__WORK TO BE COMPLETED__. All lines in the data below carrying the string "reaped" are to be located and copied.
┏━━
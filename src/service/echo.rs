// Copyright 2025 jonefeewang@gmail.com
//
// Licensed under the Apache License, Version 2.0 (the "License");
// you may not use this file except in compliance with the License.
// You may obtain a copy of the License at
//
//     http://www.apache.org/licenses/LICENSE-2.0
//
// Unless required by applicable law or agreed to in writing, software
// distributed under the License is distributed on an "AS IS" BASIS,
// WITHOUT WARRANTIES OR CONDITIONS OF ANY KIND, either express or implied.
// See the License for the specific language governing permissions and
// limitations under the License.

//! Demo service: a plain HTTP connection that upgrades to WebSocket and
//! then echoes text frames.

use std::sync::atomic::{AtomicBool, Ordering};

use tracing::{debug, info, warn};

use crate::network::websocket::handshake_response;
use crate::network::{
    ConnectionContext, Frame, Handler, ProtocolFactory, ProtocolRegistry, SwitchTiming,
};
use crate::{AppError, AppResult};

pub const HTTP_PROTOCOL: &str = "http";
pub const WEBSOCKET_PROTOCOL: &str = "ws";

const HEADER_END: &str = "\r\n\r\n";
const BAD_REQUEST: &str = "HTTP/1.1 400 Bad Request\r\nConnection: close\r\n\r\n";

/// Connections start on raw HTTP text and may switch to WebSocket.
pub fn upgrade_echo_registry() -> AppResult<ProtocolRegistry> {
    ProtocolRegistry::new(vec![
        ProtocolFactory::raw_text(HTTP_PROTOCOL),
        ProtocolFactory::websocket(WEBSOCKET_PROTOCOL),
    ])
}

#[derive(Debug, Default)]
pub struct UpgradeEchoHandler {
    /// HTTP request bytes seen so far, until the blank line arrives
    request: parking_lot::Mutex<String>,
    close_sent: AtomicBool,
}

impl UpgradeEchoHandler {
    fn on_http(&self, ctx: &ConnectionContext, text: &str) -> AppResult<Option<Frame>> {
        let (request, trailing) = {
            let mut request = self.request.lock();
            request.push_str(text);
            let Some(end) = request.find(HEADER_END) else {
                return Ok(None);
            };
            let trailing = request.len() - (end + HEADER_END.len());
            (std::mem::take(&mut *request), trailing)
        };

        // a client must wait for the 101 before sending anything else
        if trailing > 0 {
            warn!("{} sent {} bytes after its upgrade request", ctx.name(), trailing);
            ctx.request_shutdown();
            return Ok(Some(Frame::text(BAD_REQUEST)));
        }

        match handshake_response(&request) {
            Ok(response) => {
                info!("{} upgrading to websocket", ctx.name());
                // the 101 reply still goes out as plain HTTP
                ctx.schedule_switch(WEBSOCKET_PROTOCOL, SwitchTiming::AfterResponse);
                Ok(Some(Frame::text(response)))
            }
            Err(AppError::MissingWebSocketKey) => {
                warn!("{} sent a request without Sec-WebSocket-Key", ctx.name());
                ctx.request_shutdown();
                Ok(Some(Frame::text(BAD_REQUEST)))
            }
            Err(e) => Err(e),
        }
    }

    fn on_websocket(&self, ctx: &ConnectionContext, frame: Frame) -> AppResult<Option<Frame>> {
        match frame {
            Frame::Text(text) => Ok(Some(Frame::Text(text))),
            Frame::Binary(bytes) => {
                debug!("{} ignoring {} byte binary frame", ctx.name(), bytes.len());
                Ok(None)
            }
            Frame::Close => {
                ctx.request_shutdown();
                self.close_sent.store(true, Ordering::Release);
                Ok(Some(Frame::Close))
            }
        }
    }
}

impl Handler for UpgradeEchoHandler {
    async fn on_request(&self, ctx: &ConnectionContext, frame: Frame) -> AppResult<Option<Frame>> {
        let protocol = ctx.comm().active_protocol().await;
        if protocol == WEBSOCKET_PROTOCOL {
            return self.on_websocket(ctx, frame);
        }
        match frame.as_text() {
            Some(text) => self.on_http(ctx, text),
            None => Err(AppError::UnsupportedFrame(format!(
                "{} frame on {}",
                frame.kind(),
                protocol
            ))),
        }
    }

    async fn on_shutdown(&self, ctx: &ConnectionContext) -> AppResult<Option<Frame>> {
        let on_websocket = ctx.comm().active_protocol().await == WEBSOCKET_PROTOCOL;
        if on_websocket && !self.close_sent.swap(true, Ordering::AcqRel) {
            return Ok(Some(Frame::Close));
        }
        Ok(None)
    }
}
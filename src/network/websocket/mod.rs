// Copyright 2025 jonefeewang@gmail.com
//
// Licensed under the Apache License, Version 2.0 (the "License");
// you may not use this file except in compliance with the License.
// You may obtain a copy of the License at
//
//     http://www.apache.org/licenses/LICENSE-2.0
//
// Unless required by applicable law or agreed to in writing, software
// distributed under the License is distributed on an "AS IS" BASIS,
// WITHOUT WARRANTIES OR CONDITIONS OF ANY KIND, either express or implied.
// See the License for the specific language governing permissions and
// limitations under the License.

//! Server side of RFC 6455, restricted to what the framework supports:
//! unfragmented text, binary and close frames, no extensions, no ping/pong.
//!
//! ```text
//! byte0: FIN | RSV1 RSV2 RSV3 | opcode(4)
//! byte1: MASK | length(7)        126 => u16 follows, 127 => u64 follows
//! [extended length] [mask key, if MASK] payload
//! ```

pub use codec::{OpCode, WebSocketReader, WebSocketWriter, MAX_PAYLOAD_SIZE};
pub use handshake::{accept_key, handshake_response, WEBSOCKET_GUID};

mod codec;
mod handshake;
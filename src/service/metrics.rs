// Copyright 2025 jonefeewang@gmail.com
//
// Licensed under the Apache License, Version 2.0 (the "License");
// you may not use this file except in compliance with the License.
// You may obtain a copy of the License at
//
//     http://www.apache.org/licenses/LICENSE-2.0
//
// Unless required by applicable law or agreed to in writing, software
// distributed under the License is distributed on an "AS IS" BASIS,
// WITHOUT WARRANTIES OR CONDITIONS OF ANY KIND, either express or implied.
// See the License for the specific language governing permissions and
// limitations under the License.

//! Metrics sink shared by the watchdogs.
//!
//! The sink is constructed once by the caller and handed to every component
//! that records into it. [`InMemoryMetrics`] keeps plain counters that tests
//! can inspect and reset; [`OtelMetrics`] forwards to OpenTelemetry
//! instruments on the process meter provider.

use std::sync::atomic::{AtomicU64, Ordering};
use std::time::Duration;

use opentelemetry::metrics::{Counter, Histogram};
use opentelemetry::{global, KeyValue};

pub trait Metrics: Send + Sync + 'static {
    fn connection_registered(&self);
    fn connection_timed_out(&self, name: &str, idle: Duration);
    fn task_submitted(&self);
    fn task_completed(&self, elapsed: Duration);
    fn task_failed(&self);
    fn task_timed_out(&self);
    fn reset(&self);
}

#[derive(Debug, Default, Clone, Copy, PartialEq, Eq)]
pub struct MetricsSnapshot {
    pub connections_registered: u64,
    pub connections_timed_out: u64,
    pub tasks_submitted: u64,
    pub tasks_completed: u64,
    pub tasks_failed: u64,
    pub tasks_timed_out: u64,
}

#[derive(Debug, Default)]
pub struct InMemoryMetrics {
    connections_registered: AtomicU64,
    connections_timed_out: AtomicU64,
    tasks_submitted: AtomicU64,
    tasks_completed: AtomicU64,
    tasks_failed: AtomicU64,
    tasks_timed_out: AtomicU64,
}

impl InMemoryMetrics {
    pub fn snapshot(&self) -> MetricsSnapshot {
        MetricsSnapshot {
            connections_registered: self.connections_registered.load(Ordering::Relaxed),
            connections_timed_out: self.connections_timed_out.load(Ordering::Relaxed),
            tasks_submitted: self.tasks_submitted.load(Ordering::Relaxed),
            tasks_completed: self.tasks_completed.load(Ordering::Relaxed),
            tasks_failed: self.tasks_failed.load(Ordering::Relaxed),
            tasks_timed_out: self.tasks_timed_out.load(Ordering::Relaxed),
        }
    }
}

impl Metrics for InMemoryMetrics {
    fn connection_registered(&self) {
        self.connections_registered.fetch_add(1, Ordering::Relaxed);
    }

    fn connection_timed_out(&self, _name: &str, _idle: Duration) {
        self.connections_timed_out.fetch_add(1, Ordering::Relaxed);
    }

    fn task_submitted(&self) {
        self.tasks_submitted.fetch_add(1, Ordering::Relaxed);
    }

    fn task_completed(&self, _elapsed: Duration) {
        self.tasks_completed.fetch_add(1, Ordering::Relaxed);
    }

    fn task_failed(&self) {
        self.tasks_failed.fetch_add(1, Ordering::Relaxed);
    }

    fn task_timed_out(&self) {
        self.tasks_timed_out.fetch_add(1, Ordering::Relaxed);
    }

    fn reset(&self) {
        self.connections_registered.store(0, Ordering::Relaxed);
        self.connections_timed_out.store(0, Ordering::Relaxed);
        self.tasks_submitted.store(0, Ordering::Relaxed);
        self.tasks_completed.store(0, Ordering::Relaxed);
        self.tasks_failed.store(0, Ordering::Relaxed);
        self.tasks_timed_out.store(0, Ordering::Relaxed);
    }
}

pub struct OtelMetrics {
    connections: Counter<u64>,
    connection_timeouts: Counter<u64>,
    connection_idle: Histogram<f64>,
    tasks: Counter<u64>,
    task_outcomes: Counter<u64>,
    task_duration: Histogram<f64>,
}

impl OtelMetrics {
    pub fn new() -> Self {
        let meter = global::meter(env!("CARGO_PKG_NAME"));
        OtelMetrics {
            connections: meter
                .u64_counter("wirehub.connections.registered")
                .with_description("connections registered with the watchdog")
                .init(),
            connection_timeouts: meter
                .u64_counter("wirehub.connections.timed_out")
                .with_description("connections reaped for being idle")
                .init(),
            connection_idle: meter
                .f64_histogram("wirehub.connections.idle_seconds")
                .with_description("idle time of reaped connections")
                .init(),
            tasks: meter
                .u64_counter("wirehub.tasks.submitted")
                .with_description("tasks submitted to the executor")
                .init(),
            task_outcomes: meter
                .u64_counter("wirehub.tasks.finished")
                .with_description("finished tasks by outcome")
                .init(),
            task_duration: meter
                .f64_histogram("wirehub.tasks.duration_seconds")
                .with_description("wall time of successfully completed tasks")
                .init(),
        }
    }

    fn outcome(&self, outcome: &'static str) {
        self.task_outcomes
            .add(1, &[KeyValue::new("outcome", outcome)]);
    }
}

impl Default for OtelMetrics {
    fn default() -> Self {
        Self::new()
    }
}

impl Metrics for OtelMetrics {
    fn connection_registered(&self) {
        self.connections.add(1, &[]);
    }

    fn connection_timed_out(&self, _name: &str, idle: Duration) {
        self.connection_timeouts.add(1, &[]);
        self.connection_idle.record(idle.as_secs_f64(), &[]);
    }

    fn task_submitted(&self) {
        self.tasks.add(1, &[]);
    }

    fn task_completed(&self, elapsed: Duration) {
        self.outcome("completed");
        self.task_duration.record(elapsed.as_secs_f64(), &[]);
    }

    fn task_failed(&self) {
        self.outcome("failed");
    }

    fn task_timed_out(&self) {
        self.outcome("timed_out");
    }

    // otel instruments are cumulative and owned by the meter provider
    fn reset(&self) {}
}

#[cfg(test)]
mod tests {
    use super::*;

    #[test]
    fn test_in_memory_reset() {
        let metrics = InMemoryMetrics::default();
        metrics.task_submitted();
        metrics.task_submitted();
        metrics.task_timed_out();
        metrics.connection_timed_out("c1", Duration::from_secs(3));

        let snapshot = metrics.snapshot();
        assert_eq!(snapshot.tasks_submitted, 2);
        assert_eq!(snapshot.tasks_timed_out, 1);
        assert_eq!(snapshot.connections_timed_out, 1);

        metrics.reset();
        assert_eq!(metrics.snapshot(), MetricsSnapshot::default());
    }
}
┗━━
__EXERCISE ANSWER__.
                .with_description("connections reaped for being idle")
                .with_description("idle time of reaped connections")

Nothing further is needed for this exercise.